What the task requires: In exact form, please repeat the records from their opening line down to the line with "#[derive(Debug, Clone, PartialEq, Eq, Default)]", including that line.

Extracted material:
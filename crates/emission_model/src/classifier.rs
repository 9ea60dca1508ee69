//! Compliance alert rules
//!
//! First match wins: critical idle, warning idle, emission spike, none.

use contracts::{AlertKind, AlertThresholds, Severity};

/// Outcome of classifying one reading
#[derive(Debug, Clone, PartialEq, Eq, Default)]
pub struct AlertDecision {
    pub kind: Option<AlertKind>,
    pub severity: Severity,
    pub message: Option<String>,
}

impl AlertDecision {
    fn raise(kind: AlertKind, severity: Severity, message: String) -> Self {
        Self {
            kind: Some(kind),
            severity,
            message: Some(message),
        }
    }
}

/// Classify a reading against the alert thresholds
pub fn classify(
    speed_kmh: f64,
    idle_seconds: u32,
    co2_rate_g_per_km: f64,
    vehicle_id: &str,
    thresholds: &AlertThresholds,
) -> AlertDecision {
    if idle_seconds >= thresholds.idle_critical_seconds {
        let waste = f64::from(idle_seconds) * thresholds.idle_waste_rate_g_per_s;
        return AlertDecision::raise(
            AlertKind::HighIdle,
            Severity::Critical,
            format!(
                "{vehicle_id} has been idling for {idle_seconds}s. \
                 BS-VI Section 4.2.1 limits metro zone idling to 90s. \
                 Estimated waste: {waste:.1}g CO₂"
            ),
        );
    }

    if idle_seconds >= thresholds.idle_warning_seconds {
        return AlertDecision::raise(
            AlertKind::HighIdle,
            Severity::Warning,
            format!("{vehicle_id} idling for {idle_seconds}s. Approaching BS-VI idle limit."),
        );
    }

    if co2_rate_g_per_km > thresholds.emission_spike_g_per_km
        && speed_kmh > thresholds.spike_min_speed_kmh
    {
        return AlertDecision::raise(
            AlertKind::EmissionSpike,
            Severity::Warning,
            format!(
                "{vehicle_id} emission rate {co2_rate_g_per_km:.1}g/km exceeds optimal threshold. \
                 Consider reducing speed or load."
            ),
        );
    }

    AlertDecision::default()
}
//! Ingestion Pipeline main entry

use std::sync::Arc;

use async_channel::{bounded, Receiver, Sender};
use contracts::InboundEvent;
use tokio::task::JoinHandle;
use tracing::{info, instrument};

use crate::config::{IngestionMetrics, ReplayConfig};
use crate::error::Result;
use crate::replay::{NdjsonReplay, ReplayReport};

/// Ingestion Pipeline
///
/// Owns the bounded channel between the input sources and the emission
/// pipeline, and spawns the replay task feeding it.
pub struct IngestionPipeline {
    config: ReplayConfig,

    /// Shared metrics
    metrics: Arc<IngestionMetrics>,

    /// Event sender
    tx: Sender<InboundEvent>,

    /// Event receiver
    rx: Option<Receiver<InboundEvent>>,
}

impl IngestionPipeline {
    pub fn new(config: ReplayConfig) -> Self {
        let (tx, rx) = bounded(config.channel_capacity.max(1));

        Self {
            config,
            metrics: Arc::new(IngestionMetrics::new()),
            tx,
            rx: Some(rx),
        }
    }

    /// Spawn the NDJSON replay onto the current runtime
    ///
    /// The pipeline keeps no sender of its own once started, so the channel
    /// closes when the replay finishes.
    #[instrument(name = "ingestion_start", skip(self))]
    pub fn start(self) -> JoinHandle<Result<ReplayReport>> {
        info!(
            channel_capacity = self.config.channel_capacity,
            "starting replay source"
        );
        let replay = NdjsonReplay::new(self.config, self.metrics);
        tokio::spawn(replay.run(self.tx))
    }

    /// Get event receiver
    ///
    /// Note: Can only be called once, subsequent calls return None
    pub fn take_receiver(&mut self) -> Option<Receiver<InboundEvent>> {
        self.rx.take()
    }

    /// Get metrics reference
    pub fn metrics(&self) -> Arc<IngestionMetrics> {
        self.metrics.clone()
    }
}

#[cfg(test)]
mod tests {
    use super::*;
    use std::io::Write;

    #[test]
    fn test_take_receiver_once() {
        let mut pipeline = IngestionPipeline::new(ReplayConfig::default());
        assert!(pipeline.take_receiver().is_some());
        assert!(pipeline.take_receiver().is_none());
    }

    #[tokio::test]
    async fn test_channel_closes_after_replay() {
        let mut file = tempfile::NamedTempFile::new().unwrap();
        writeln!(
            file,
            r#"{{"vehicle_id":"TRK-101","timestamp":1000,"latitude":12.9,"longitude":77.6,"speed_kmh":45.0,"heading":0.0}}"#
        )
        .unwrap();

        let mut pipeline = IngestionPipeline::new(ReplayConfig {
            positions_path: Some(file.path().to_path_buf()),
            ..Default::default()
        });
        let rx = pipeline.take_receiver().unwrap();
        let metrics = pipeline.metrics();
        let handle = pipeline.start();

        let first = rx.recv().await.unwrap();
        assert_eq!(first.vehicle_id(), "TRK-101");
        assert!(rx.recv().await.is_err());

        let report = handle.await.unwrap().unwrap();
        assert_eq!(report.positions, 1);
        assert_eq!(metrics.snapshot().events_sent, 1);
    }
}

Result of this exercise:
filename crates/emission_model/src/classifier.rs
repository 9ea60dca1508ee69
//! Compliance alert rules
//!
//! First match wins: critical idle, warning idle, emission spike, none.

use contracts::{AlertKind, AlertThresholds, Severity};

/// Outcome of classifying one reading
#[derive(Debug, Clone, PartialEq, Eq, Default)]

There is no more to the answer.